Dataset content:

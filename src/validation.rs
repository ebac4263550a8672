//! Input validation for solver configuration and weight lists.
//!
//! Solvers fail fast on caller errors: an invalid machine count, a
//! transform without a fit, a weight list that does not match the fitted
//! job count, or unsorted input where a solver's contract requires
//! non-increasing weights. A solve either fully succeeds or aborts here;
//! there are no partial results.

use crate::models::Weight;

/// Result of a solver operation.
pub type SolveResult<T> = Result<T, SolveError>;

/// A solver configuration or contract error.
#[derive(Debug, Clone, PartialEq, Eq)]
pub struct SolveError {
    /// Error category.
    pub kind: SolveErrorKind,
    /// Human-readable description.
    pub message: String,
}

/// Categories of solver errors.
#[derive(Debug, Clone, Copy, PartialEq, Eq)]
pub enum SolveErrorKind {
    /// Machine count is zero.
    InvalidMachineCount,
    /// Lookahead depth is zero.
    InvalidLookaheadDepth,
    /// `transform` was called before `fit`.
    NotFitted,
    /// Weight list length differs from the fitted job count.
    JobCountMismatch,
    /// The solver requires non-increasing weights and the input is not.
    UnsortedWeights,
    /// No feasible threshold exists; an internal distribution invariant
    /// was violated.
    NoFeasibleThreshold,
}

impl SolveError {
    pub(crate) fn new(kind: SolveErrorKind, message: impl Into<String>) -> Self {
        Self {
            kind,
            message: message.into(),
        }
    }
}

/// Rejects a zero machine count.
pub fn check_machine_count(machines: usize) -> SolveResult<()> {
    if machines == 0 {
        return Err(SolveError::new(
            SolveErrorKind::InvalidMachineCount,
            "machine count must be at least 1",
        ));
    }
    Ok(())
}

/// Rejects a zero lookahead depth.
pub fn check_lookahead_depth(depth: usize) -> SolveResult<()> {
    if depth == 0 {
        return Err(SolveError::new(
            SolveErrorKind::InvalidLookaheadDepth,
            "lookahead depth must be at least 1",
        ));
    }
    Ok(())
}

/// Rejects a weight list whose length differs from the fitted job count.
pub fn check_job_count(fitted: usize, actual: usize) -> SolveResult<()> {
    if fitted != actual {
        return Err(SolveError::new(
            SolveErrorKind::JobCountMismatch,
            format!("fitted for {fitted} jobs, got {actual} weights"),
        ));
    }
    Ok(())
}

/// Whether the weights are in non-increasing order.
pub fn is_non_increasing(weights: &[Weight]) -> bool {
    weights.windows(2).all(|pair| pair[0] >= pair[1])
}

/// Rejects a weight list that is not in non-increasing order.
pub fn check_non_increasing(weights: &[Weight]) -> SolveResult<()> {
    if !is_non_increasing(weights) {
        return Err(SolveError::new(
            SolveErrorKind::UnsortedWeights,
            "weights must be presented in non-increasing order",
        ));
    }
    Ok(())
}

/// Unwraps fitted state, rejecting a transform without a prior fit.
pub(crate) fn check_fitted<T>(fitted: Option<T>) -> SolveResult<T> {
    fitted.ok_or_else(|| SolveError::new(SolveErrorKind::NotFitted, "transform called before fit"))
}

#[cfg(test)]
mod tests {
    use super::*;

    #[test]
    fn test_machine_count() {
        assert!(check_machine_count(1).is_ok());
        assert!(check_machine_count(64).is_ok());
        let err = check_machine_count(0).unwrap_err();
        assert_eq!(err.kind, SolveErrorKind::InvalidMachineCount);
    }

    #[test]
    fn test_lookahead_depth() {
        assert!(check_lookahead_depth(1).is_ok());
        let err = check_lookahead_depth(0).unwrap_err();
        assert_eq!(err.kind, SolveErrorKind::InvalidLookaheadDepth);
    }

    #[test]
    fn test_job_count() {
        assert!(check_job_count(3, 3).is_ok());
        let err = check_job_count(3, 2).unwrap_err();
        assert_eq!(err.kind, SolveErrorKind::JobCountMismatch);
        assert!(err.message.contains('3'));
    }

    #[test]
    fn test_non_increasing() {
        assert!(is_non_increasing(&[]));
        assert!(is_non_increasing(&[5]));
        assert!(is_non_increasing(&[5, 5, 3, 1]));
        assert!(!is_non_increasing(&[1, 2]));

        assert!(check_non_increasing(&[9, 4, 4]).is_ok());
        let err = check_non_increasing(&[4, 9]).unwrap_err();
        assert_eq!(err.kind, SolveErrorKind::UnsortedWeights);
    }

    #[test]
    fn test_check_fitted() {
        assert_eq!(check_fitted(Some(7)).unwrap(), 7);
        let err = check_fitted::<usize>(None).unwrap_err();
        assert_eq!(err.kind, SolveErrorKind::NotFitted);
    }
}
//! Exact dynamic-programming solvers.
//!
//! Both variants explore the full canonicalized state space of per-machine
//! job counts (see [`super::state`]) and return the minimum achievable
//! total weighted completion time. They differ only in cost-table storage:
//!
//! - [`DenseDp`]: a fixed multidimensional array covering every canonical
//!   state, O(state-space) memory regardless of how many states are live.
//! - [`SparseDp`]: a map holding live states only.
//!
//! The two must agree exactly on every input.
//!
//! # Ordering Precondition
//!
//! Weights must arrive in non-increasing order: the transition cost
//! position × weight prices the job placed at a machine's next position,
//! which is only the optimal per-machine order when heavier jobs are placed
//! first. Unsorted input is rejected, never re-sorted.

use std::collections::{HashMap, HashSet};

use super::state::{self, State};
use super::{Fit, Solver};
use crate::models::{Cost, Weight};
use crate::validation::{
    check_fitted, check_job_count, check_machine_count, check_non_increasing, SolveResult,
};

/// Cell value for states no transition has reached yet. Compared against,
/// never fed into cost arithmetic: transitions read only frontier states,
/// which are reached by construction.
const UNREACHED: Cost = Cost::MAX;

/// Exact DP over a dense multidimensional cost table.
///
/// Rank r (1-based) of a canonical state can hold at most ⌊n/r⌋ jobs, so
/// the table allocates ⌊n/r⌋ + 1 cells per rank and flattens them with
/// precomputed strides. Memory does not depend on how many states are
/// actually reachable; prefer [`SparseDp`] when n/m is large.
#[derive(Debug, Clone, Default)]
pub struct DenseDp {
    table: Option<DenseTable>,
}

impl DenseDp {
    /// Creates an unfitted solver.
    pub fn new() -> Self {
        Self::default()
    }
}

impl Solver for DenseDp {
    fn name(&self) -> &'static str {
        "Dense DP"
    }

    fn fit(&mut self, jobs: usize, machines: usize) -> SolveResult<()> {
        check_machine_count(machines)?;
        self.table = Some(DenseTable::new(jobs, machines));
        Ok(())
    }

    fn transform(&mut self, weights: &[Weight]) -> SolveResult<Cost> {
        let table = check_fitted(self.table.as_mut())?;
        check_job_count(table.fit.jobs, weights.len())?;
        check_non_increasing(weights)?;

        table.reset();
        let origin = state::root(table.fit.machines);
        table.relax(&origin, 0);

        let mut frontier: Vec<State> = vec![origin];
        for &weight in weights {
            let mut next: HashSet<State> = HashSet::with_capacity(frontier.len() * 2);
            for current in &frontier {
                let base = table.get(current);
                debug_assert_ne!(base, UNREACHED);
                for (successor, position) in state::extensions(current) {
                    table.relax(&successor, base + Cost::from(position) * weight);
                    next.insert(successor);
                }
            }
            frontier = next.into_iter().collect();
        }

        Ok(frontier
            .iter()
            .map(|terminal| table.get(terminal))
            .min()
            .unwrap_or(0))
    }

    fn description(&self) -> &'static str {
        "Exact DP, dense-array cost table"
    }
}

/// Exact DP over a sparse cost table: live states only.
#[derive(Debug, Clone, Default)]
pub struct SparseDp {
    fitted: Option<Fit>,
}

impl SparseDp {
    /// Creates an unfitted solver.
    pub fn new() -> Self {
        Self::default()
    }
}

impl Solver for SparseDp {
    fn name(&self) -> &'static str {
        "Sparse DP"
    }

    fn fit(&mut self, jobs: usize, machines: usize) -> SolveResult<()> {
        check_machine_count(machines)?;
        self.fitted = Some(Fit { jobs, machines });
        Ok(())
    }

    fn transform(&mut self, weights: &[Weight]) -> SolveResult<Cost> {
        let fit = check_fitted(self.fitted)?;
        check_job_count(fit.jobs, weights.len())?;
        check_non_increasing(weights)?;

        let mut layer: HashMap<State, Cost> = HashMap::from([(state::root(fit.machines), 0)]);
        for &weight in weights {
            layer = state::expand_layer(&layer, weight);
        }

        Ok(layer.values().copied().min().unwrap_or(0))
    }

    fn description(&self) -> &'static str {
        "Exact DP, sparse-map cost table"
    }
}

/// Flattened multidimensional cost table with one cell per canonical state.
#[derive(Debug, Clone)]
struct DenseTable {
    fit: Fit,
    strides: Vec<usize>,
    cells: Vec<Cost>,
}

impl DenseTable {
    fn new(jobs: usize, machines: usize) -> Self {
        let dims: Vec<usize> = (1..=machines).map(|rank| jobs / rank + 1).collect();
        let mut strides = vec![0; machines];
        let mut stride = 1;
        for j in (0..machines).rev() {
            strides[j] = stride;
            stride *= dims[j];
        }
        Self {
            fit: Fit { jobs, machines },
            strides,
            cells: vec![UNREACHED; stride],
        }
    }

    fn reset(&mut self) {
        self.cells.fill(UNREACHED);
    }

    fn index(&self, state: &State) -> usize {
        state
            .iter()
            .zip(&self.strides)
            .map(|(&count, &stride)| count as usize * stride)
            .sum()
    }

    fn get(&self, state: &State) -> Cost {
        self.cells[self.index(state)]
    }

    fn relax(&mut self, state: &State, candidate: Cost) {
        let idx = self.index(state);
        let cell = &mut self.cells[idx];
        if candidate < *cell {
            *cell = candidate;
        }
    }
}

What needs to be done: Return a word-for-word copy of the lines above from the one holding "let err = check_non_increasing(&[4, 9]).unwrap_err();" through the one holding "assert_eq!(check_fitted(Some(7)).unwrap(), 7);", with both of them included and nothing besides.

Exercise result:
        let err = check_non_increasing(&[4, 9]).unwrap_err();
        assert_eq!(err.kind, SolveErrorKind::UnsortedWeights);
    }

    #[test]
    fn test_check_fitted() {
        assert_eq!(check_fitted(Some(7)).unwrap(), 7);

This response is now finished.